I tried again this morning, but my kids were having none of my need to sit at the desk with all of my IRS official correspondence laid out in front of me, and my phone set directly in my line of sight ready to be snatched up the second a human voice broke in on a beat. I’m telling you, it’s rattling to finally hear a human start reciting his or her agent ID number, grab the phone in a fluster, and then accidentally hang up because, instead of touching the speaker icon, I’ve touched the little red dot that says “end call.” Clearly, achieving the connection requires a careful hand and a solid plan. Successful IRS communications don’t just happen.
You may be wondering why I’m trying to reach them. Well basically, it’s because I can’t let go of the need to control things. It’s the big “but” problem. I’ve been, in my way, talking with God about this since yesterday afternoon. He’s not really saying much other than things like, “Who do you think I am?” or “What makes you think I don’t have this?” And my response has been, “But I just want to be sure they’ve received all of my documentation because their reply letter wasn’t specific and maybe they didn’t get everything…” Blah blah blah.

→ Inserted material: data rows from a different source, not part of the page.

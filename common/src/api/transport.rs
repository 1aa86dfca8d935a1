use async_trait::async_trait;

use super::endpoint::Method;
use crate::error::ApiError;

/// A fully built HTTP request: absolute URL, headers, optional JSON body.
#[derive(Debug, Clone, PartialEq)]
pub struct ApiRequest {
    pub method: Method,
    pub url: String,
    pub headers: Vec<(String, String)>,
    pub body: Option<String>,
}

impl ApiRequest {
    pub fn header(&self, name: &str) -> Option<&str> {
        self.headers
            .iter()
            .find(|(key, _)| key.eq_ignore_ascii_case(name))
            .map(|(_, value)| value.as_str())
    }
}

#[derive(Debug, Clone, PartialEq)]
pub struct ApiResponse {
    pub status: u16,
    pub body: String,
}

impl ApiResponse {
    pub fn is_success(&self) -> bool {
        (200..300).contains(&self.status)
    }
}

/// Sends requests over whatever HTTP stack the host provides.
///
/// Implementations only fail with [`ApiError::Network`]; any status code,
/// including 4xx/5xx, is a successful exchange handed back to the client.
/// Futures are not `Send`: the browser runtime is single-threaded.
#[async_trait(?Send)]
pub trait Transport {
    async fn send(&self, request: ApiRequest) -> Result<ApiResponse, ApiError>;
}
use common::error::ApiError;
use common::model::opportunity::{Opportunity, OpportunityId};

pub enum Msg {
    Load,
    Loaded(Result<Vec<Opportunity>, ApiError>),
    SetSearch(String),
    SetLocation(String),
    SetDate(String),
    ToggleSkill(String),
    ClearFilters,
    /// The apply/withdraw button of one card.
    Toggle(OpportunityId),
    Applied(OpportunityId, Result<(), ApiError>),
    Withdrawn(OpportunityId, Result<(), ApiError>),
    CancelWithdrawal(OpportunityId),
}
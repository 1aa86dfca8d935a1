//! Small UI utilities shared by the pages.
//!
//! - **User Feedback**: [`show_notice`] renders a `Notice` from the common
//!   crate as a toast that removes itself after `NOTICE_TIMEOUT_MS`.
//! - **Form input**: [`input_value`] and [`textarea_value`] read the current
//!   value out of an `InputEvent`.

use common::notice::{NOTICE_TIMEOUT_MS, Notice, NoticeKind};
use wasm_bindgen::JsCast;
use web_sys::{HtmlElement, HtmlInputElement, HtmlTextAreaElement};
use yew::prelude::*;

/// Displays a temporary notification in the top right corner.
///
/// The message is set as text, never as HTML: server error bodies are shown
/// verbatim and must not be interpreted.
pub fn show_notice(notice: &Notice) {
    let background = match notice.kind {
        NoticeKind::Success => "#16a34a",
        NoticeKind::Info => "#2563eb",
        NoticeKind::Error => "#dc2626",
    };

    let Some(document) = web_sys::window().and_then(|w| w.document()) else {
        return;
    };
    if let (Ok(toast), Some(body)) = (document.create_element("div"), document.body()) {
        toast.set_text_content(Some(&notice.message));
        let html_toast: HtmlElement = toast.unchecked_into();
        let style = html_toast.style();
        style.set_property("position", "fixed").ok();
        style.set_property("top", "16px").ok();
        style.set_property("right", "16px").ok();
        style.set_property("background", background).ok();
        style.set_property("color", "#fff").ok();
        style.set_property("padding", "12px 16px").ok();
        style.set_property("border-radius", "8px").ok();
        style.set_property("box-shadow", "0 4px 12px rgba(0,0,0,0.25)").ok();
        style.set_property("z-index", "10000").ok();
        style.set_property("max-width", "360px").ok();

        if body.append_child(&html_toast).is_ok() {
            wasm_bindgen_futures::spawn_local(async move {
                gloo_timers::future::TimeoutFuture::new(NOTICE_TIMEOUT_MS).await;
                if let Some(parent) = html_toast.parent_node() {
                    parent.remove_child(&html_toast).ok();
                }
            });
        }
    }
}

pub fn input_value(e: InputEvent) -> String {
    let input: HtmlInputElement = e.target_unchecked_into();
    input.value()
}

pub fn textarea_value(e: InputEvent) -> String {
    let input: HtmlTextAreaElement = e.target_unchecked_into();
    input.value()
}

use serde::{Deserialize, Serialize};

/// One row of the public leaderboard.
#[derive(Debug, Clone, PartialEq, Serialize, Deserialize)]
pub struct LeaderboardEntry {
    pub id: u64,
    pub name: String,
    pub hours: f64,
    #[serde(default)]
    pub rank: Option<u32>,
    #[serde(default)]
    pub tasks: u32,
    #[serde(default)]
    pub rating: f64,
}

/// Fills in missing ranks from server order (1-based). Ranks the server
/// supplied are kept.
pub fn rank_entries(entries: Vec<LeaderboardEntry>) -> Vec<LeaderboardEntry> {
    entries
        .into_iter()
        .enumerate()
        .map(|(index, mut entry)| {
            if entry.rank.is_none() {
                entry.rank = Some(index as u32 + 1);
            }
            entry
        })
        .collect()
}

#[cfg(test)]
mod tests {
    use super::*;

    fn entry(id: u64, rank: Option<u32>) -> LeaderboardEntry {
        LeaderboardEntry {
            id,
            name: format!("Volunteer {id}"),
            hours: 10.0,
            rank,
            tasks: 1,
            rating: 4.5,
        }
    }

    #[test]
    fn missing_ranks_follow_server_order() {
        let ranked = rank_entries(vec![entry(9, None), entry(4, Some(7)), entry(2, None)]);
        let ranks: Vec<_> = ranked.iter().map(|e| e.rank).collect();
        assert_eq!(ranks, vec![Some(1), Some(7), Some(3)]);
    }
}
//! Properties for the `VolunteerDashboard`.

use yew::prelude::*;

use crate::context::ClientHandle;

#[derive(Properties, PartialEq, Clone)]
pub struct VolunteerDashboardProps {
    pub client: ClientHandle,
    /// Emitted when a request came back 401 and the session is gone.
    pub on_auth_lost: Callback<()>,
}
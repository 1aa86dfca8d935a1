use common::session::Role;
use yew::prelude::*;

use crate::app::Page;

#[derive(Properties, PartialEq)]
pub struct HomeProps {
    pub on_navigate: Callback<Page>,
}

pub struct HomePage;

impl Component for HomePage {
    type Message = ();
    type Properties = HomeProps;

    fn create(_ctx: &Context<Self>) -> Self {
        HomePage
    }

    fn view(&self, ctx: &Context<Self>) -> Html {
        let nav = &ctx.props().on_navigate;
        let card = "flex:1;padding:24px;border-radius:12px;background:#f3f4f6;";

        html! {
            <section>
                <h1>{ "Make a difference in your community" }</h1>
                <p>{ "Find volunteering opportunities near you, or recruit volunteers for your organization." }</p>
                <div style="display:flex;gap:24px;margin-top:24px;">
                    <div style={card}>
                        <h2>{ "Volunteers" }</h2>
                        <button onclick={nav.reform(|_: MouseEvent| Page::Signup(Role::Volunteer))}>
                            { "Join as a volunteer" }
                        </button>
                        <button onclick={nav.reform(|_: MouseEvent| Page::Login(Role::Volunteer))}>
                            { "Volunteer login" }
                        </button>
                    </div>
                    <div style={card}>
                        <h2>{ "Organizations" }</h2>
                        <button onclick={nav.reform(|_: MouseEvent| Page::Signup(Role::Organization))}>
                            { "Register your organization" }
                        </button>
                        <button onclick={nav.reform(|_: MouseEvent| Page::Login(Role::Organization))}>
                            { "Organization login" }
                        </button>
                    </div>
                </div>
                <p style="margin-top:24px;">
                    <button onclick={nav.reform(|_: MouseEvent| Page::Leaderboard)}>
                        { "See the top volunteers" }
                    </button>
                </p>
            </section>
        }
    }
}
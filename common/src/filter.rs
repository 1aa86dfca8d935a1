//! Client-side opportunity filtering.
//!
//! Filtering never touches the network and never mutates the collection: the
//! dashboard recomputes the visible subset from the full list on every render.

use std::collections::BTreeSet;

use crate::model::opportunity::Opportunity;

/// Ephemeral filter state of the volunteer dashboard.
///
/// Empty fields are inactive. Active fields must all match.
#[derive(Debug, Clone, Default, PartialEq, Eq)]
pub struct FilterCriteria {
    /// Case-insensitive substring of the title or the description.
    pub search: String,
    /// Case-insensitive substring of the location.
    pub location: String,
    /// Substring of the raw date text, e.g. `2024-06` or `2024-06-01`.
    pub date: String,
    /// An opportunity passes when it requires at least one of these.
    pub skills: BTreeSet<String>,
}

impl FilterCriteria {
    pub fn is_empty(&self) -> bool {
        self.search.is_empty()
            && self.location.is_empty()
            && self.date.is_empty()
            && self.skills.is_empty()
    }

    /// Adds the skill if absent, removes it otherwise.
    pub fn toggle_skill(&mut self, skill: &str) {
        if !self.skills.remove(skill) {
            self.skills.insert(skill.to_string());
        }
    }

    pub fn matches(&self, opportunity: &Opportunity) -> bool {
        self.matches_search(opportunity)
            && self.matches_location(opportunity)
            && self.matches_date(opportunity)
            && self.matches_skills(opportunity)
    }

    fn matches_search(&self, opportunity: &Opportunity) -> bool {
        if self.search.is_empty() {
            return true;
        }
        let needle = self.search.to_lowercase();
        opportunity.title.to_lowercase().contains(&needle)
            || opportunity.description.to_lowercase().contains(&needle)
    }

    fn matches_location(&self, opportunity: &Opportunity) -> bool {
        self.location.is_empty()
            || opportunity
                .location
                .to_lowercase()
                .contains(&self.location.to_lowercase())
    }

    fn matches_date(&self, opportunity: &Opportunity) -> bool {
        self.date.is_empty() || opportunity.date.contains(&self.date)
    }

    fn matches_skills(&self, opportunity: &Opportunity) -> bool {
        self.skills.is_empty()
            || opportunity
                .skills_required
                .iter()
                .any(|skill| self.skills.contains(skill))
    }
}

/// The subset of `opportunities` matching `criteria`, in list order.
pub fn apply_filter<'a>(
    opportunities: &'a [Opportunity],
    criteria: &FilterCriteria,
) -> Vec<&'a Opportunity> {
    opportunities
        .iter()
        .filter(|opportunity| criteria.matches(opportunity))
        .collect()
}
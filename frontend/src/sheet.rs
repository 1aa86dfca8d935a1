//! Modal top sheet used for forms and detail panels.

use yew::{html, Callback, Component, Context, Html, Properties};

pub struct TopSheet;

#[derive(Properties, PartialEq)]
pub struct Props {
    #[prop_or_default]
    pub children: Html,
    pub open: bool,
    pub title: String,
    pub on_close: Callback<()>,
}

impl Component for TopSheet {
    type Message = ();
    type Properties = Props;

    fn create(_ctx: &Context<Self>) -> Self {
        TopSheet
    }

    fn view(&self, ctx: &Context<Self>) -> Html {
        let props = ctx.props();
        if !props.open {
            return html! {};
        }

        let on_close = props.on_close.reform(|_| ());
        html! {
            <div style="position:fixed;top:0;left:0;width:100vw;height:100vh;background:rgba(0,0,0,0.6);z-index:9999;display:flex;align-items:flex-start;justify-content:center;">
                <div class="top-sheet show" style="margin-top:48px;width:min(640px,92vw);background:#1f2937;color:#f9fafb;border-radius:12px;box-shadow:0 12px 32px rgba(0,0,0,0.4);">
                    <div style="display:flex;justify-content:space-between;align-items:center;padding:16px 24px;border-bottom:1px solid #374151;">
                        <h2 style="margin:0;font-size:1.25rem;">{ props.title.clone() }</h2>
                        <button onclick={on_close} style="background:none;border:none;color:#9ca3af;font-size:1.5rem;cursor:pointer;">
                            { "✕" }
                        </button>
                    </div>
                    <div style="padding:24px;">
                        { props.children.clone() }
                    </div>
                </div>
            </div>
        }
    }
}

We’ve continued to go back and forth like this for the past few hours. My last big “but” was this: “But isn’t it just being responsible to reach out and confirm they’ve received my amended documentation?” That’s when my rational voice stuck her nose in it and said, “You bet. That’s the way things get done ‘round here.” And as soon as she said it, I got a swirling noisy feeling in my gut, a sure sign that she was wrong again. Not that I recognized it right away. After all, she does make sense. So I pondered it for a while, rehearsed my opening line for the call, and was immediately enveloped by a malaise of anxiety. Another sure sign that I was on the wrong track.
My rational voice didn’t give up, and if I had let her, she would have driven me into a state of victim-osis (victim-osis: a ranting state of anger and frustration about life and how it’s unfair, and nobody understands me, and I’ve worked so hard it’s not right that anyone should threaten my future…and so on and so forth). When victim-osis sets in, the big “but” grows into a full-out noise storm that usually drives me to drink not just one, but two glasses of wine! After six pm, of course, but still, you get my point. I end up whacked out.
Slowly but surely, I’m learning how to avoid the state of “whacked-outness”, each time more quickly catching myself before I drift too far down a deep dark path. The key is to ask God what He wants me to see. It’s best if I ask while sitting in the shade of the back patio. Alone. I can see better out there.
I asked. Here’s what He showed me. When certain kinds of threats appear on the horizon, they trigger a “cordoning off” of my life. In other words, it’s easy to “deed the circumstantial space” to Him when the risk of things going wrong is small or inconsequential. In those cases, I know I’ll be fine or I’ve already come up with a fallback if things don’t go well, so I’m willing to do what He’s asked and then let things unfold. I think I’m all in, but I’m really not: I’ve got a contingency plan. It’s not a conscious thing; it’s just how I process surprises and keep my life on track.
This IRS thing isn’t like all the other “things.” This one is screaming for me to keep the ropes up and take charge of fixing the problem. The consequences are of no small impact. I very much want to avoid a potential misunderstanding because of a missing piece of documentation. It’s obvious that a simple phone call would put my fears to rest.
But I can’t make that call. Not now. God is using this situation to show me that my big “but” is getting in the way, and that this thing, along with all other things, is no big thing. For Him, that is. He wants me to know what it feels like to trust Him with every thing in my life, even if it means I may end up a bag lady at the end.
Sorry, old habits die hard.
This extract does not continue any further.